What is required :: Scan the listing below for the word "builder" and copy every line that has it.

Dataset content ::
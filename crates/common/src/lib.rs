//! Common utilities and types shared across the broadcast relay crates.

#![warn(clippy::pedantic)]

/// Module for common data types
pub mod types;

/// Module for common configuration
pub mod config;
//! Tests for the broadcaster and viewer negotiation pipelines.

#![allow(clippy::unwrap_used, clippy::expect_used)]

use common::types::BroadcastId;
use relay_service::media::negotiation::{negotiate_broadcaster, negotiate_viewer};
use relay_service::media::MediaError;
use relay_test_utils::*;
use std::time::Duration;

const LIMIT: Duration = Duration::from_secs(1);

fn room() -> BroadcastId {
    BroadcastId::new("room1")
}

#[tokio::test]
async fn test_broadcaster_negotiation_success() {
    let media = MockMediaServer::builder().candidates_per_endpoint(3).build();

    let mut negotiation = negotiate_broadcaster(&media, &room(), BROADCASTER_OFFER, LIMIT)
        .await
        .unwrap();

    assert!(negotiation.sdp_answer.ends_with(BROADCASTER_OFFER));
    for _ in 0..3 {
        assert!(negotiation.candidates.recv().await.is_some());
    }
    assert_eq!(media.live_pipelines(), 1);
    assert_eq!(media.live_endpoints(), 1);
}

#[tokio::test]
async fn test_broadcaster_failure_releases_everything() {
    for stage in [
        FailAt::CreatePipeline,
        FailAt::CreateEndpoint,
        FailAt::ProcessOffer,
        FailAt::GatherCandidates,
    ] {
        let media = MockMediaServer::builder().fail_at(stage).build();

        let result = negotiate_broadcaster(&media, &room(), BROADCASTER_OFFER, LIMIT).await;

        assert!(result.is_err(), "stage {stage:?}");
        // Releases happen before the error is returned
        assert_eq!(media.live_pipelines(), 0, "stage {stage:?}");
        assert_eq!(media.live_endpoints(), 0, "stage {stage:?}");
    }
}

#[tokio::test]
async fn test_viewer_connect_failure_releases_only_viewer_endpoint() {
    let media = MockMediaServer::builder().build();
    let broadcaster = negotiate_broadcaster(&media, &room(), BROADCASTER_OFFER, LIMIT)
        .await
        .unwrap();

    media.set_fail_at(Some(FailAt::Connect));
    let result = negotiate_viewer(&broadcaster.resources, &room(), VIEWER_OFFER, LIMIT).await;

    assert!(matches!(result, Err(MediaError::Connect(_))));
    assert_eq!(media.endpoints_created(), 2);
    assert_eq!(media.endpoints_released(), 1);
    assert_eq!(media.live_pipelines(), 1);
    assert_eq!(media.live_endpoints(), 1);
}

#[tokio::test]
async fn test_viewer_is_connected_to_broadcaster_endpoint() {
    let media = MockMediaServer::builder().build();
    let broadcaster = negotiate_broadcaster(&media, &room(), BROADCASTER_OFFER, LIMIT)
        .await
        .unwrap();

    let viewer = negotiate_viewer(&broadcaster.resources, &room(), VIEWER_OFFER, LIMIT)
        .await
        .unwrap();

    assert_eq!(
        media.connections(),
        vec![(
            broadcaster.resources.endpoint.id().to_string(),
            viewer.endpoint.id().to_string()
        )]
    );
}

#[tokio::test(start_paused = true)]
async fn test_stage_timeout() {
    let media = MockMediaServer::builder()
        .offer_delay(Duration::from_secs(30))
        .build();

    let result = negotiate_broadcaster(&media, &room(), BROADCASTER_OFFER, LIMIT).await;

    assert!(matches!(result, Err(MediaError::Timeout("process_offer"))));
    assert_eq!(media.live_pipelines(), 0);
}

Answer box ::
    let media = MockMediaServer::builder().candidates_per_endpoint(3).build();
        let media = MockMediaServer::builder().fail_at(stage).build();
    let media = MockMediaServer::builder().build();
    let media = MockMediaServer::builder().build();
    let media = MockMediaServer::builder()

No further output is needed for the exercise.